> **Saved data entries**
====

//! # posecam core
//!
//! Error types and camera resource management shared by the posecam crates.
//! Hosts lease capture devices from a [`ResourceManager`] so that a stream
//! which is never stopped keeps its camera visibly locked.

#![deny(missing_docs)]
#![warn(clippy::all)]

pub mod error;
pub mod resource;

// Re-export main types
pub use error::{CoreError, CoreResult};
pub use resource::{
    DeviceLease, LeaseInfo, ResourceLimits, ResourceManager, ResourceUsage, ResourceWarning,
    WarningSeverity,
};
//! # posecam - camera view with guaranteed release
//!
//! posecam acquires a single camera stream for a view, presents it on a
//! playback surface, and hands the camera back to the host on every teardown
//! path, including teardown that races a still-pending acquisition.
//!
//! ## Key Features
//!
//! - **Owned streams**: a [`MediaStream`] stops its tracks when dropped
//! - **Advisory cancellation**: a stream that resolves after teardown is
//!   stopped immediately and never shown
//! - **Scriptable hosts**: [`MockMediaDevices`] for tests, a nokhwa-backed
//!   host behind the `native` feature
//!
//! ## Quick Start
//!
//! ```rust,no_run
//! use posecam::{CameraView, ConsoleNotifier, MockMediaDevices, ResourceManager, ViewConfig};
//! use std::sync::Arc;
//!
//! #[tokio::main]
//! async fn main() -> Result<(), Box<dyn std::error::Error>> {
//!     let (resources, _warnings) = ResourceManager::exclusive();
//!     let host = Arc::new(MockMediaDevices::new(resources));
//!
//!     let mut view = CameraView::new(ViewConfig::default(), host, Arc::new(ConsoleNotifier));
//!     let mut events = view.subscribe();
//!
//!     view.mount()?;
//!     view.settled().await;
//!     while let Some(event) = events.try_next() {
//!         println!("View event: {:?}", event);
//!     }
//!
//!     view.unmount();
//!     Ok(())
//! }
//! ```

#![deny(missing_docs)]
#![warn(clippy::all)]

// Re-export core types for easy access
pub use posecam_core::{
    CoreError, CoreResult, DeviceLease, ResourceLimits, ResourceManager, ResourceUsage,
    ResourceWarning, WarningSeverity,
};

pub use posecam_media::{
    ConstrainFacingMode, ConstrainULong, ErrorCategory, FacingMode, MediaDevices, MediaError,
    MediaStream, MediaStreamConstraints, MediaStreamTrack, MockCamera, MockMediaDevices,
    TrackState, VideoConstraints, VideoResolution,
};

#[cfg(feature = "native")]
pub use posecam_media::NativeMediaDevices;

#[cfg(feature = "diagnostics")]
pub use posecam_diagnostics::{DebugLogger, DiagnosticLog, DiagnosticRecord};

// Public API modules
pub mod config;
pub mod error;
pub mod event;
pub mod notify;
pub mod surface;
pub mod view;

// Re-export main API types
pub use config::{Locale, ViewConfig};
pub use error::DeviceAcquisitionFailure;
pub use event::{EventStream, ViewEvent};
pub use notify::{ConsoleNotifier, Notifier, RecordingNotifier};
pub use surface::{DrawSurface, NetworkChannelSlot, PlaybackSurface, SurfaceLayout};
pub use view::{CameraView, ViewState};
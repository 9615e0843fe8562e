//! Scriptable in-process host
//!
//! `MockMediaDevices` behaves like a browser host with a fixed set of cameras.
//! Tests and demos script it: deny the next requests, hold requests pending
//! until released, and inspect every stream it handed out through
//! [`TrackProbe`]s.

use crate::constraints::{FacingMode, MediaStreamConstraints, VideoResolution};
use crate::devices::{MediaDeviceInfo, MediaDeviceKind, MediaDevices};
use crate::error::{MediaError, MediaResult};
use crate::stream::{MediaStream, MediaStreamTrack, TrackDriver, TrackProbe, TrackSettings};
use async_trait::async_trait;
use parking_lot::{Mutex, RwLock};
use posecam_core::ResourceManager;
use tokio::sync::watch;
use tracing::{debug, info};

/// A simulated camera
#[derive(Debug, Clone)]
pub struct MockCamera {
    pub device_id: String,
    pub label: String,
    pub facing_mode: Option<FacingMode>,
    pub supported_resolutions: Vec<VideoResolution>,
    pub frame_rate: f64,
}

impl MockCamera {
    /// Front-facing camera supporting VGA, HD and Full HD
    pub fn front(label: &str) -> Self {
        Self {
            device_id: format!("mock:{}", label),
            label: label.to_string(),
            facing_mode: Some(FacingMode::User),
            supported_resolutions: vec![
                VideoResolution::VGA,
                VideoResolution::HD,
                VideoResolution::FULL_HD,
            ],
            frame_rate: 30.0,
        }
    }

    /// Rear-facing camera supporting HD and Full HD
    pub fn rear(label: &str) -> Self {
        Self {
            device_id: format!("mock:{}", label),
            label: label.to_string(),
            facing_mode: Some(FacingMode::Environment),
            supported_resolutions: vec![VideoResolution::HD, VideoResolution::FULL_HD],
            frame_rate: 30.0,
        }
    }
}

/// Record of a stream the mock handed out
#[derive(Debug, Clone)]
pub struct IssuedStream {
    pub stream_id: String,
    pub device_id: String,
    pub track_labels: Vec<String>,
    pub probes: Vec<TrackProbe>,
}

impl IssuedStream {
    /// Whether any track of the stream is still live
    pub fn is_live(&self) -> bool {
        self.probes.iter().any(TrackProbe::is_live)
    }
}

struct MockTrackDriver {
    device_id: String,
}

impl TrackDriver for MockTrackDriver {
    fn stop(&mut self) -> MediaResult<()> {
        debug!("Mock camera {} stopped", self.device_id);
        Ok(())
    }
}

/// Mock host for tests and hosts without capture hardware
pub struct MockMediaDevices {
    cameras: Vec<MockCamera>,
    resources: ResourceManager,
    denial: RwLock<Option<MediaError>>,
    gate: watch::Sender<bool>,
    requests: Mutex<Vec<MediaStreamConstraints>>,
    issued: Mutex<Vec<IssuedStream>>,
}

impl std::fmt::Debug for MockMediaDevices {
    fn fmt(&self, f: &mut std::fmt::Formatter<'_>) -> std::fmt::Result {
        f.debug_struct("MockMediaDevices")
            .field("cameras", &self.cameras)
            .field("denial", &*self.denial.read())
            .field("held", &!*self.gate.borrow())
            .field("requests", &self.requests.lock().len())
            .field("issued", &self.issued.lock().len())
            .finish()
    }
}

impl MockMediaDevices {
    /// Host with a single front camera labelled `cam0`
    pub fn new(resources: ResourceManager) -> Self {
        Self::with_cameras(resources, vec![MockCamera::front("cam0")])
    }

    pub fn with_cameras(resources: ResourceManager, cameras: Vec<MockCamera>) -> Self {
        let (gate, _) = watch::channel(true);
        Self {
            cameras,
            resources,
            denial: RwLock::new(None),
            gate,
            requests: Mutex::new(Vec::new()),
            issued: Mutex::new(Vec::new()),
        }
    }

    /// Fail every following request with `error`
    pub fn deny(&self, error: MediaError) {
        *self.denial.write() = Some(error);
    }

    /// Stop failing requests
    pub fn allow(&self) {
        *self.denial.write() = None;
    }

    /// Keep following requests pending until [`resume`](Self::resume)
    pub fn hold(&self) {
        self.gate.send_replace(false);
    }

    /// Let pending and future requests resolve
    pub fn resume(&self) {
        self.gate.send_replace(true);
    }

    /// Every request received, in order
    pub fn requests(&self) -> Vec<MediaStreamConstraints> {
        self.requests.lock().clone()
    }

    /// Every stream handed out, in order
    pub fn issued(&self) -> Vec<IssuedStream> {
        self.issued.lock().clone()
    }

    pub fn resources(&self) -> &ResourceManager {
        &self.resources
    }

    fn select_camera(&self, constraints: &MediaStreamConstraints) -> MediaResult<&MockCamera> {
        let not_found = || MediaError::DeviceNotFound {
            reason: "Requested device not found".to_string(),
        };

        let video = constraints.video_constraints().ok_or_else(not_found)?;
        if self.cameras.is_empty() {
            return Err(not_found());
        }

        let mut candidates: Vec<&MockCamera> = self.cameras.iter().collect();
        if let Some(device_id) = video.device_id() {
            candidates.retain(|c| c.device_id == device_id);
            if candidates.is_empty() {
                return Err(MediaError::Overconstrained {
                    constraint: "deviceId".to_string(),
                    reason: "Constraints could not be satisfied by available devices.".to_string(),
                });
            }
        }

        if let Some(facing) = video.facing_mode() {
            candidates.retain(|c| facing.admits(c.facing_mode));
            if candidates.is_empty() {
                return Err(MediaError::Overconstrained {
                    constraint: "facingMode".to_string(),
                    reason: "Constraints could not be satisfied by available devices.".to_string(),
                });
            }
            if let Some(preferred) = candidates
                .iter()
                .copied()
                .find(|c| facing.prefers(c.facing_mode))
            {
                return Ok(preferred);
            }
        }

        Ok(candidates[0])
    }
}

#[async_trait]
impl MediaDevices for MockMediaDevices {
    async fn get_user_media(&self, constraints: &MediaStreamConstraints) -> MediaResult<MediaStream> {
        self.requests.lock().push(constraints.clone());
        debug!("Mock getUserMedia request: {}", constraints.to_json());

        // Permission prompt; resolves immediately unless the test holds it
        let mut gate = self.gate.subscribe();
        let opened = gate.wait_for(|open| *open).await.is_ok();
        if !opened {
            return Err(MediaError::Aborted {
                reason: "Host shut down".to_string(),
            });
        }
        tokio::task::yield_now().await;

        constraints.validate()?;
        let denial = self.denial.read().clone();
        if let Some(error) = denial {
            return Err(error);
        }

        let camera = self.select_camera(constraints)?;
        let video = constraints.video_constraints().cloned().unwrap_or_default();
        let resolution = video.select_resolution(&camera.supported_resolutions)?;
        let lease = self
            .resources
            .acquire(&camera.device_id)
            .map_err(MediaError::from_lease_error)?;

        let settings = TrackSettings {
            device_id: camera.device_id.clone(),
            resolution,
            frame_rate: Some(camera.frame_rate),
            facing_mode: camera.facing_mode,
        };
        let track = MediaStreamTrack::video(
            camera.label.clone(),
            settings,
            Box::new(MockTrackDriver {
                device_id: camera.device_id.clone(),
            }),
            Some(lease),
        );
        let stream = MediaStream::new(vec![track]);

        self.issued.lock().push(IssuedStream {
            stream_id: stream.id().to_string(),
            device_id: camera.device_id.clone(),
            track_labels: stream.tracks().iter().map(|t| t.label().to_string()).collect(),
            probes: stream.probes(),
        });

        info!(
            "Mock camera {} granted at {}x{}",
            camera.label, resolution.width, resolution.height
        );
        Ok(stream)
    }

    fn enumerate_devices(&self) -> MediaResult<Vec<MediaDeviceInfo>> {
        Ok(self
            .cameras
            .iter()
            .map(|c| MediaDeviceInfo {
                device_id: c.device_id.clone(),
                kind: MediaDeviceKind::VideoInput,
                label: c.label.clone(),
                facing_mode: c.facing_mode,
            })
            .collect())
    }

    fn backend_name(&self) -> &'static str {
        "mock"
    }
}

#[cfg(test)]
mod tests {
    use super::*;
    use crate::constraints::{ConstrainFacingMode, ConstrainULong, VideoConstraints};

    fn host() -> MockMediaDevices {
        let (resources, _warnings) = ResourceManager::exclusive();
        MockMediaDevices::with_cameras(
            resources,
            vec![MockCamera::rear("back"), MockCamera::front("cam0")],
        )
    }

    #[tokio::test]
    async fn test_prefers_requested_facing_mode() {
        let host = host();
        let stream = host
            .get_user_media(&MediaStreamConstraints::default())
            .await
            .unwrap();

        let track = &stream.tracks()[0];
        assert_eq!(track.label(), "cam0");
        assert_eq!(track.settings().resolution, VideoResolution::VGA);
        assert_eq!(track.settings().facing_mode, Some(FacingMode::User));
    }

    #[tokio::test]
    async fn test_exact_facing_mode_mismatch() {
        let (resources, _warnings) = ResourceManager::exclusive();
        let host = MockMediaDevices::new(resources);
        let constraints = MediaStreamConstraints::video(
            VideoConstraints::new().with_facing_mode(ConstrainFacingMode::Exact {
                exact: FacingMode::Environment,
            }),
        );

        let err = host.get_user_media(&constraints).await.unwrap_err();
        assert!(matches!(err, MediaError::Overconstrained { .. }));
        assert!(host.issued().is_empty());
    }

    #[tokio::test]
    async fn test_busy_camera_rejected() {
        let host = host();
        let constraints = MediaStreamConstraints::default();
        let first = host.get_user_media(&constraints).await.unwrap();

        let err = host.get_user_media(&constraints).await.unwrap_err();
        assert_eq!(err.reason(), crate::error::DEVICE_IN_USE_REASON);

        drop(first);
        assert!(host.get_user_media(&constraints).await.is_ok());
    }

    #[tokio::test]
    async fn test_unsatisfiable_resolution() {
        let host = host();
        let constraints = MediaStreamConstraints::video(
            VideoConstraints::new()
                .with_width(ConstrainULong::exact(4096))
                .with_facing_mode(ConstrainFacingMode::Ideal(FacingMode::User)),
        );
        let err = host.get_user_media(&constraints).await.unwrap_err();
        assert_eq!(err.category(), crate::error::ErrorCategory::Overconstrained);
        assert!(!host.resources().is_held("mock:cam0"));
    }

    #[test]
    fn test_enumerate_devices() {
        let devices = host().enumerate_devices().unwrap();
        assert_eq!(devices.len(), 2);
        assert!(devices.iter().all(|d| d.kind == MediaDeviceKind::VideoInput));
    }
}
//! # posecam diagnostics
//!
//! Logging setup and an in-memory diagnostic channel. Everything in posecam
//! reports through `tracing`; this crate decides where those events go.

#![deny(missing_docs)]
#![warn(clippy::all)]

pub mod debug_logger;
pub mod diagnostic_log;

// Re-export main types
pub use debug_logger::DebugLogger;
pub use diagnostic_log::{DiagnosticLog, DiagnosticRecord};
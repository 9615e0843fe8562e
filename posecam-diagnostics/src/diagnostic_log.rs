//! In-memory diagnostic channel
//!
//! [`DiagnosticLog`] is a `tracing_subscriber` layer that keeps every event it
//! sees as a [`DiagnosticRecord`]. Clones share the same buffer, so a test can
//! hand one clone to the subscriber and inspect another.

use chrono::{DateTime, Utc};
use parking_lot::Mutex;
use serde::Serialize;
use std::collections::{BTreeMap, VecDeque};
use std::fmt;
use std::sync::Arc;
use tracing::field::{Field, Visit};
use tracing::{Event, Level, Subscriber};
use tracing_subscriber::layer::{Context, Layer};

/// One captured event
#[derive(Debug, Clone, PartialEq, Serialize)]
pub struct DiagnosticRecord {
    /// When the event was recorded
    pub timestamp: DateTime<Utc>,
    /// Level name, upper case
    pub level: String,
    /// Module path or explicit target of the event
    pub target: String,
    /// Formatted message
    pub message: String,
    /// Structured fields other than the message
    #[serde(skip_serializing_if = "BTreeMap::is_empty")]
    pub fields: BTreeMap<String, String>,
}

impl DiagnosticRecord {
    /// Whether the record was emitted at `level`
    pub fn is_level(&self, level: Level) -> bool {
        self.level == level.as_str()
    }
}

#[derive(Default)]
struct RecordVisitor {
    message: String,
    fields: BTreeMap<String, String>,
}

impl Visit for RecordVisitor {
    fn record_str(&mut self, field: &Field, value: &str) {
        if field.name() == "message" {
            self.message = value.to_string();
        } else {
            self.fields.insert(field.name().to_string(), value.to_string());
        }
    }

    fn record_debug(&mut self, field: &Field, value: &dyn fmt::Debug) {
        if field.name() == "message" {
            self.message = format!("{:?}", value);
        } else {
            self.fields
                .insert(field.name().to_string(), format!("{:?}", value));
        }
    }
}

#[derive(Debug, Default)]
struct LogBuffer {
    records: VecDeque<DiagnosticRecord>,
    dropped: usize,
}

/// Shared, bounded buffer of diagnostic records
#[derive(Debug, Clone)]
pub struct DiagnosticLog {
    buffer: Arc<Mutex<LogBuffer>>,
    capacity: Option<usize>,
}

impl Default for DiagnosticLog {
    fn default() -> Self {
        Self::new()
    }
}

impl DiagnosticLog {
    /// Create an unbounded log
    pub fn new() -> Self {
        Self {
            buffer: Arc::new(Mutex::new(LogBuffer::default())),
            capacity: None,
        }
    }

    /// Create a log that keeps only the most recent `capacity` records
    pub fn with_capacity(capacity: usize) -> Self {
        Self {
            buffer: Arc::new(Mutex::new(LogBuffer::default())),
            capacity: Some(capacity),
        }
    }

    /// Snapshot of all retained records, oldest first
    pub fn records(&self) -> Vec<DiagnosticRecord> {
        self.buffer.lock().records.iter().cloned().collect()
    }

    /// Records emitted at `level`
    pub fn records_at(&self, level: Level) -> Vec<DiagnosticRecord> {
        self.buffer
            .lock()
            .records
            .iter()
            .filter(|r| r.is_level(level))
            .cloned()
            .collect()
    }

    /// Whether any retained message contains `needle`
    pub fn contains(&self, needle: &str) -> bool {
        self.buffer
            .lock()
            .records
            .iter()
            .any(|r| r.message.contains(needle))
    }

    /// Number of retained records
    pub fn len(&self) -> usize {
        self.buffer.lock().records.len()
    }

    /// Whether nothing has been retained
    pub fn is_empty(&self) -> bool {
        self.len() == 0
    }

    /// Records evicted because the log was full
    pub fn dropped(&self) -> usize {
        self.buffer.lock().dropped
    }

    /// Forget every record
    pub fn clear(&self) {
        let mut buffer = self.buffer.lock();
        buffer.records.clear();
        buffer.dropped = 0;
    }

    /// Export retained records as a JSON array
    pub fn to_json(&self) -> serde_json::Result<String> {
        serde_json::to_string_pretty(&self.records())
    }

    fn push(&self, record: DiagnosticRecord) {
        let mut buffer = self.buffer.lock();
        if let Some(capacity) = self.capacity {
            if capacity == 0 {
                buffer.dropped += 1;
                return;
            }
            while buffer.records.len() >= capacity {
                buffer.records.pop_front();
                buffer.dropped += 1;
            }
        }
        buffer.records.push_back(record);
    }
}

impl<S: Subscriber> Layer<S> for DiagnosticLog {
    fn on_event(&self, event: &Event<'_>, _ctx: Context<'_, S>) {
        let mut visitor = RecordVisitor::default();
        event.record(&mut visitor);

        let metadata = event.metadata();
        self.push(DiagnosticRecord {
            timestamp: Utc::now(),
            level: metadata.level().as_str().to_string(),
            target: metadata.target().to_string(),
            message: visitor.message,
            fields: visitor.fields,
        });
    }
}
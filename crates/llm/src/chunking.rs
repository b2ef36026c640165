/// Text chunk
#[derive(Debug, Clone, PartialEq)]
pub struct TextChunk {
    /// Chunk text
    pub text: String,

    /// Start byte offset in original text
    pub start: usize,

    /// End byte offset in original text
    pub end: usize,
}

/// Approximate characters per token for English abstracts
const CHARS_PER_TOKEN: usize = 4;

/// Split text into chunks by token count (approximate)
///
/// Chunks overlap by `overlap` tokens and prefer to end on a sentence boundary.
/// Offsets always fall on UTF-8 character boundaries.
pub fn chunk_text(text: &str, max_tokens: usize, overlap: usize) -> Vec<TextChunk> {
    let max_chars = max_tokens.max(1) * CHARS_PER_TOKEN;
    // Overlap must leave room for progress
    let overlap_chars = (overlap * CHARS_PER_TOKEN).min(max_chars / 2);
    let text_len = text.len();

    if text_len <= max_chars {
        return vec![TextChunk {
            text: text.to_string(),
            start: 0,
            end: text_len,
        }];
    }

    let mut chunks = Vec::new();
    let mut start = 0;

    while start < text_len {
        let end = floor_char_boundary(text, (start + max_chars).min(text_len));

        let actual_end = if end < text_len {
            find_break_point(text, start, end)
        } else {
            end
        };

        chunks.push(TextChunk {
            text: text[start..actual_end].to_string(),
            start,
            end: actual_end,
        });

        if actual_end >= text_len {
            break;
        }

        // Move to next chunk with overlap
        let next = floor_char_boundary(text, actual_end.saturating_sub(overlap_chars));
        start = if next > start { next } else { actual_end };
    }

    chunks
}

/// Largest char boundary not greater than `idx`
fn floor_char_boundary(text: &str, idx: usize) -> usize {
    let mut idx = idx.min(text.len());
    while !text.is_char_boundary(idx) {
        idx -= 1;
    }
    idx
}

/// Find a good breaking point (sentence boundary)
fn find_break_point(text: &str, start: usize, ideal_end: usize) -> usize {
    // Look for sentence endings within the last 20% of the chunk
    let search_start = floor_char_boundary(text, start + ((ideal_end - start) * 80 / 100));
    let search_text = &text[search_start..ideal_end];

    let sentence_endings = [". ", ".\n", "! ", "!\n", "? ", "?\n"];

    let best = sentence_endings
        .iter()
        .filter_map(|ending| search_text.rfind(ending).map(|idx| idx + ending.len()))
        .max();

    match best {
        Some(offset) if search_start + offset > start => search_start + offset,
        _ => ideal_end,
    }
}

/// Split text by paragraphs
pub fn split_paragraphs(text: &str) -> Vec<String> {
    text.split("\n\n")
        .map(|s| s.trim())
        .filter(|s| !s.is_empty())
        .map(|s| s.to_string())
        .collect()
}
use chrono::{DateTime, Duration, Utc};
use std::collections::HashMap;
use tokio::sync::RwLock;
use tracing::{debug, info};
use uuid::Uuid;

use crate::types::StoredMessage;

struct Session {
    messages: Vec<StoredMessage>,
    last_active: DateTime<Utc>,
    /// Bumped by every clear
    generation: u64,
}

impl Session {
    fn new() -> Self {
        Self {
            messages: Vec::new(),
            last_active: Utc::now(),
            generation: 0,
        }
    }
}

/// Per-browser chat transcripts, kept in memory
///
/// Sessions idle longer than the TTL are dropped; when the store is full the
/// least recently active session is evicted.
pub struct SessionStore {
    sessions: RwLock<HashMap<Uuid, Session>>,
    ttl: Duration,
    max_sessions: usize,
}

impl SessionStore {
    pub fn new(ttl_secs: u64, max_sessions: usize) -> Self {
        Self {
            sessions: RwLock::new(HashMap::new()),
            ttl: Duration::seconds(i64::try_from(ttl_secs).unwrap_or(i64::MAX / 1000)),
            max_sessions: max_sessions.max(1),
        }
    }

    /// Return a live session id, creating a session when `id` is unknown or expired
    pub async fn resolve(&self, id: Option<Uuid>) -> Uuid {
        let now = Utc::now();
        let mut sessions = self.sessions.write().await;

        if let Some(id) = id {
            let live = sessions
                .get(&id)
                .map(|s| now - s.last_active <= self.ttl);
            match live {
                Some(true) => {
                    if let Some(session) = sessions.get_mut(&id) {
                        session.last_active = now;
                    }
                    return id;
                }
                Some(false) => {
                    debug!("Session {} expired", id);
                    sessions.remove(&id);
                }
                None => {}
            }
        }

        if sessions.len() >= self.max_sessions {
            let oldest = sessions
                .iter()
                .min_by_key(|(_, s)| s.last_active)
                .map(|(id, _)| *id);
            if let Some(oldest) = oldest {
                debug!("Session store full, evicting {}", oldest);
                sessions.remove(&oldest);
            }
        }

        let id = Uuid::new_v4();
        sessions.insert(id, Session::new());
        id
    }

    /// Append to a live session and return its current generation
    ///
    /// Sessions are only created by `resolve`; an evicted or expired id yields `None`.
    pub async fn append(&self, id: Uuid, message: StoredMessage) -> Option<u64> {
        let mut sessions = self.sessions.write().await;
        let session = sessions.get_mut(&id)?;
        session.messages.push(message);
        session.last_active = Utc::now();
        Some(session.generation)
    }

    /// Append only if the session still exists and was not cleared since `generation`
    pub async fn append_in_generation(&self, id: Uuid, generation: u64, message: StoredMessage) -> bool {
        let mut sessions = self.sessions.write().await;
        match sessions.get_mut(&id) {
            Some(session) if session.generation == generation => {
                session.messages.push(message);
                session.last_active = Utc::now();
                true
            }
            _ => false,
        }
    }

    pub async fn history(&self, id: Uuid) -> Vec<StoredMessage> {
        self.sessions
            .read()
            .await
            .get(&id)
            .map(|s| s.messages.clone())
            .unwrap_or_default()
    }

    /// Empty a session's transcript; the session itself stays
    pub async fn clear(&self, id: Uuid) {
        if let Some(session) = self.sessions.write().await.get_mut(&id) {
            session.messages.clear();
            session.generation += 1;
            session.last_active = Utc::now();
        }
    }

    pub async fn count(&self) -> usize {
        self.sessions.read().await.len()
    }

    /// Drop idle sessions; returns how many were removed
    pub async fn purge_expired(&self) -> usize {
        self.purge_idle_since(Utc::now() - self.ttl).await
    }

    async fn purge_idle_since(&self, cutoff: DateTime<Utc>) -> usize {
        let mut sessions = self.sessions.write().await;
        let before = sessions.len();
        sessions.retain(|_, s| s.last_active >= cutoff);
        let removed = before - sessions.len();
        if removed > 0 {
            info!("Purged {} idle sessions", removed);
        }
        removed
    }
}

====

> **What is needed**
Every line that contains the string "watch" should be copied from the entries.

> **Task result**
use tokio::sync::watch;
    gate: watch::Sender<bool>,
        let (gate, _) = watch::channel(true);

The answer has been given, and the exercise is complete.